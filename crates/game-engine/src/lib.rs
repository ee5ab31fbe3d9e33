#![deny(warnings)]

//! Round engine: the SETUP -> PLAYING -> RESULTS session state machine
//! shared by the game variants.
//!
//! The engine owns the phase machine, the append-only round history, and the
//! running total; a [`Ruleset`] resolves one round at a time and never sees
//! the phase machine. Callers own their [`Session`] outright; there is no
//! process-wide state.

mod cashflow;
mod entry;
mod talks;

pub use cashflow::CashFlow;
pub use entry::MarketEntry;
pub use talks::Negotiation;

use game_core::{Phase, ValidationError};
use rand::SeedableRng;
use rand_chacha::ChaCha8Rng;
use std::fmt::Debug;
use std::ops::AddAssign;
use thiserror::Error;
use tracing::debug;

/// Errors reported by session operations. The session state is unchanged
/// whenever one of these is returned.
#[derive(Debug, Error, PartialEq)]
pub enum EngineError {
    /// Operation called outside the phase it is valid in.
    #[error("{operation} is not valid in the {phase:?} phase")]
    InvalidPhase {
        /// The operation that was attempted.
        operation: &'static str,
        /// The phase the session was in.
        phase: Phase,
    },
    /// Configuration or player input rejected by validation.
    #[error(transparent)]
    Invalid(#[from] ValidationError),
}

/// A game variant pluggable into the round engine.
///
/// The engine calls into the ruleset but never interprets variant concepts
/// directly: it asks for one resolved round at a time, extracts the payoff,
/// and asks whether the record ends the session early.
pub trait Ruleset: Sized {
    /// Configuration consumed at session start.
    type Config;
    /// The player's per-round move.
    type Decision;
    /// Immutable record of one resolved round.
    type Record: Clone + Debug;
    /// Accumulating payoff type.
    type Total: Copy + Default + AddAssign + Debug;

    /// Validate the configuration and build the ruleset state. On error no
    /// session is created.
    fn start(config: Self::Config) -> Result<Self, ValidationError>;

    /// Configured RNG seed, if any. `None` seeds from process entropy.
    fn seed(&self) -> Option<u64>;

    /// Number of rounds in a full session.
    fn rounds(&self) -> u32;

    /// Validate a player decision before anything is mutated. Closed-enum
    /// decisions need no checking; numeric ones do.
    fn check(&self, decision: &Self::Decision) -> Result<(), ValidationError> {
        let _ = decision;
        Ok(())
    }

    /// Resolve one round. `round` is 1-based and `history` holds every
    /// earlier record, so `history.len() == round - 1`.
    fn play(
        &mut self,
        round: u32,
        history: &[Self::Record],
        decision: Self::Decision,
        rng: &mut ChaCha8Rng,
    ) -> Self::Record;

    /// The payoff this record contributes to the running total.
    fn payoff(&self, record: &Self::Record) -> Self::Total;

    /// Whether this record ends the session before the round limit.
    fn is_terminal(&self, record: &Self::Record) -> bool {
        let _ = record;
        false
    }
}

struct Live<R: Ruleset> {
    rules: R,
    rng: ChaCha8Rng,
    round: u32,
    history: Vec<R::Record>,
    total: R::Total,
}

struct Finished<R: Ruleset> {
    history: Vec<R::Record>,
    total: R::Total,
}

enum State<R: Ruleset> {
    Setup,
    Playing(Live<R>),
    Results(Finished<R>),
}

impl<R: Ruleset> State<R> {
    fn phase(&self) -> Phase {
        match self {
            State::Setup => Phase::Setup,
            State::Playing(_) => Phase::Playing,
            State::Results(_) => Phase::Results,
        }
    }
}

/// Final outcome of a completed session.
#[derive(Clone, Debug, PartialEq)]
pub struct Summary<T, Rec> {
    /// Sum of every recorded payoff.
    pub total: T,
    /// The round records, in play order.
    pub rounds: Vec<Rec>,
}

/// A single run of one game variant, owned by the caller.
///
/// State machine: SETUP -> (`start`) -> PLAYING -> (`submit_round` x rounds)
/// -> RESULTS -> (`reset`) -> SETUP. Operations called outside their phase
/// return [`EngineError::InvalidPhase`] and leave the session untouched.
pub struct Session<R: Ruleset> {
    state: State<R>,
}

impl<R: Ruleset> Session<R> {
    /// A fresh, unconfigured session.
    pub fn new() -> Self {
        Session {
            state: State::Setup,
        }
    }

    /// Current lifecycle phase.
    pub fn phase(&self) -> Phase {
        self.state.phase()
    }

    /// Current 1-based round number, while playing.
    pub fn current_round(&self) -> Option<u32> {
        match &self.state {
            State::Playing(live) => Some(live.round),
            _ => None,
        }
    }

    /// Round records so far, in play order.
    pub fn history(&self) -> &[R::Record] {
        match &self.state {
            State::Setup => &[],
            State::Playing(live) => &live.history,
            State::Results(finished) => &finished.history,
        }
    }

    /// Sum of every payoff recorded so far.
    pub fn running_total(&self) -> R::Total {
        match &self.state {
            State::Setup => R::Total::default(),
            State::Playing(live) => live.total,
            State::Results(finished) => finished.total,
        }
    }

    /// SETUP -> PLAYING. Validates the configuration; on rejection the
    /// session stays in SETUP untouched.
    pub fn start(&mut self, config: R::Config) -> Result<(), EngineError> {
        if !matches!(self.state, State::Setup) {
            return Err(EngineError::InvalidPhase {
                operation: "start",
                phase: self.phase(),
            });
        }
        let rules = R::start(config)?;
        let seed = rules.seed().unwrap_or_else(rand::random);
        debug!(rounds = rules.rounds(), "session started");
        self.state = State::Playing(Live {
            rules,
            rng: ChaCha8Rng::seed_from_u64(seed),
            round: 1,
            history: Vec::new(),
            total: R::Total::default(),
        });
        Ok(())
    }

    /// Resolve one round: counterpart decisions, payoff, record. Transitions
    /// to RESULTS after the final round, or as soon as the ruleset declares
    /// a record terminal.
    pub fn submit_round(&mut self, decision: R::Decision) -> Result<R::Record, EngineError> {
        let mut live = match std::mem::replace(&mut self.state, State::Setup) {
            State::Playing(live) => live,
            other => {
                let phase = other.phase();
                self.state = other;
                return Err(EngineError::InvalidPhase {
                    operation: "submit_round",
                    phase,
                });
            }
        };
        if let Err(rejected) = live.rules.check(&decision) {
            self.state = State::Playing(live);
            return Err(rejected.into());
        }
        let record = live
            .rules
            .play(live.round, &live.history, decision, &mut live.rng);
        live.total += live.rules.payoff(&record);
        let terminal = live.rules.is_terminal(&record);
        live.history.push(record.clone());
        live.round += 1;
        if terminal || live.round > live.rules.rounds() {
            debug!(rounds = live.history.len(), total = ?live.total, "session complete");
            self.state = State::Results(Finished {
                history: live.history,
                total: live.total,
            });
        } else {
            self.state = State::Playing(live);
        }
        Ok(record)
    }

    /// RESULTS only: the running total and the full round history. Read-only
    /// and idempotent.
    pub fn summary(&self) -> Result<Summary<R::Total, R::Record>, EngineError> {
        match &self.state {
            State::Results(finished) => Ok(Summary {
                total: finished.total,
                rounds: finished.history.clone(),
            }),
            _ => Err(EngineError::InvalidPhase {
                operation: "summary",
                phase: self.phase(),
            }),
        }
    }

    /// Any phase -> SETUP. Discards the session outright.
    pub fn reset(&mut self) {
        debug!(phase = ?self.phase(), "session reset");
        self.state = State::Setup;
    }
}

impl<R: Ruleset> Default for Session<R> {
    fn default() -> Self {
        Self::new()
    }
}

#[cfg(test)]
mod tests {
    use super::*;
    use game_core::{EntryConfig, EntryDecision, Phase, RivalPolicy};
    use proptest::prelude::*;

    fn quiet_market(rounds: u32) -> EntryConfig {
        EntryConfig {
            rounds,
            capacity: 3,
            entry_payoff: 100,
            crowding_loss: -50,
            rivals: vec![RivalPolicy::RandomEntry { enter_prob: 0.0 }],
            seed: Some(11),
        }
    }

    #[test]
    fn phase_walk() {
        let mut session = Session::<MarketEntry>::new();
        assert_eq!(session.phase(), Phase::Setup);
        session.start(quiet_market(2)).unwrap();
        assert_eq!(session.phase(), Phase::Playing);
        assert_eq!(session.current_round(), Some(1));
        session.submit_round(EntryDecision::Enter).unwrap();
        assert_eq!(session.current_round(), Some(2));
        session.submit_round(EntryDecision::StayOut).unwrap();
        assert_eq!(session.phase(), Phase::Results);
        assert_eq!(session.current_round(), None);
    }

    #[test]
    fn submit_outside_playing_is_rejected() {
        let mut session = Session::<MarketEntry>::new();
        assert_eq!(
            session.submit_round(EntryDecision::Enter),
            Err(EngineError::InvalidPhase {
                operation: "submit_round",
                phase: Phase::Setup,
            })
        );
        session.start(quiet_market(1)).unwrap();
        session.submit_round(EntryDecision::Enter).unwrap();
        let history_len = session.history().len();
        assert_eq!(
            session.submit_round(EntryDecision::Enter),
            Err(EngineError::InvalidPhase {
                operation: "submit_round",
                phase: Phase::Results,
            })
        );
        // Rejected calls leave the record history alone.
        assert_eq!(session.history().len(), history_len);
    }

    #[test]
    fn start_twice_is_rejected() {
        let mut session = Session::<MarketEntry>::new();
        session.start(quiet_market(3)).unwrap();
        assert_eq!(
            session.start(quiet_market(3)),
            Err(EngineError::InvalidPhase {
                operation: "start",
                phase: Phase::Playing,
            })
        );
        // The running session is untouched.
        assert_eq!(session.current_round(), Some(1));
    }

    #[test]
    fn summary_only_in_results_and_idempotent() {
        let mut session = Session::<MarketEntry>::new();
        assert!(matches!(
            session.summary(),
            Err(EngineError::InvalidPhase { .. })
        ));
        session.start(quiet_market(2)).unwrap();
        assert!(matches!(
            session.summary(),
            Err(EngineError::InvalidPhase { .. })
        ));
        session.submit_round(EntryDecision::Enter).unwrap();
        session.submit_round(EntryDecision::Enter).unwrap();
        let first = session.summary().unwrap();
        let second = session.summary().unwrap();
        assert_eq!(first, second);
        assert_eq!(first.rounds.len(), 2);
    }

    #[test]
    fn rejected_config_leaves_setup() {
        let mut session = Session::<MarketEntry>::new();
        let mut config = quiet_market(3);
        config.rounds = 0;
        assert!(session.start(config).is_err());
        assert_eq!(session.phase(), Phase::Setup);
        assert!(session.history().is_empty());
    }

    #[test]
    fn reset_restores_a_fresh_session() {
        let mut session = Session::<MarketEntry>::new();
        session.start(quiet_market(1)).unwrap();
        session.submit_round(EntryDecision::Enter).unwrap();
        assert_eq!(session.phase(), Phase::Results);
        session.reset();
        assert_eq!(session.phase(), Phase::Setup);
        assert!(session.history().is_empty());
        assert_eq!(session.running_total(), 0);
        // A restarted session replays identically under the same seed.
        session.start(quiet_market(1)).unwrap();
        let record = session.submit_round(EntryDecision::Enter).unwrap();
        assert_eq!(record.payoff, 100);
    }

    proptest! {
        #[test]
        fn total_always_equals_sum_of_payoffs(moves in prop::collection::vec(any::<bool>(), 1..8),
                                              seed in any::<u64>()) {
            let mut config = quiet_market(moves.len() as u32);
            config.seed = Some(seed);
            config.rivals = vec![
                RivalPolicy::AlwaysEnter,
                RivalPolicy::RandomEntry { enter_prob: 0.5 },
                RivalPolicy::MirrorPlayer,
                RivalPolicy::PayoffChaser,
            ];
            let mut session = Session::<MarketEntry>::new();
            session.start(config).unwrap();
            for (i, enter) in moves.iter().enumerate() {
                // History tracks the round counter while playing.
                prop_assert_eq!(session.history().len(), i);
                prop_assert_eq!(session.current_round(), Some(i as u32 + 1));
                let decision = if *enter {
                    EntryDecision::Enter
                } else {
                    EntryDecision::StayOut
                };
                session.submit_round(decision).unwrap();
            }
            prop_assert_eq!(session.phase(), Phase::Results);
            let summary = session.summary().unwrap();
            prop_assert_eq!(summary.rounds.len(), moves.len());
            let sum: i64 = summary.rounds.iter().map(|r| r.payoff).sum();
            prop_assert_eq!(summary.total, sum);
            prop_assert_eq!(session.running_total(), sum);
        }
    }
}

------------------------------------

* **WORK TO COMPLETE**
A verbatim transcription is required: the first line of the listing, the line containing "use thiserror::Error;", and every line between them.

* **TASK RESULT**
filename crates/game-engine/src/lib.rs
repository ee5ab31fbe3d9e33
#![deny(warnings)]

//! Round engine: the SETUP -> PLAYING -> RESULTS session state machine
//! shared by the game variants.
//!
//! The engine owns the phase machine, the append-only round history, and the
//! running total; a [`Ruleset`] resolves one round at a time and never sees
//! the phase machine. Callers own their [`Session`] outright; there is no
//! process-wide state.

mod cashflow;
mod entry;
mod talks;

pub use cashflow::CashFlow;
pub use entry::MarketEntry;
pub use talks::Negotiation;

use game_core::{Phase, ValidationError};
use rand::SeedableRng;
use rand_chacha::ChaCha8Rng;
use std::fmt::Debug;
use std::ops::AddAssign;
use thiserror::Error;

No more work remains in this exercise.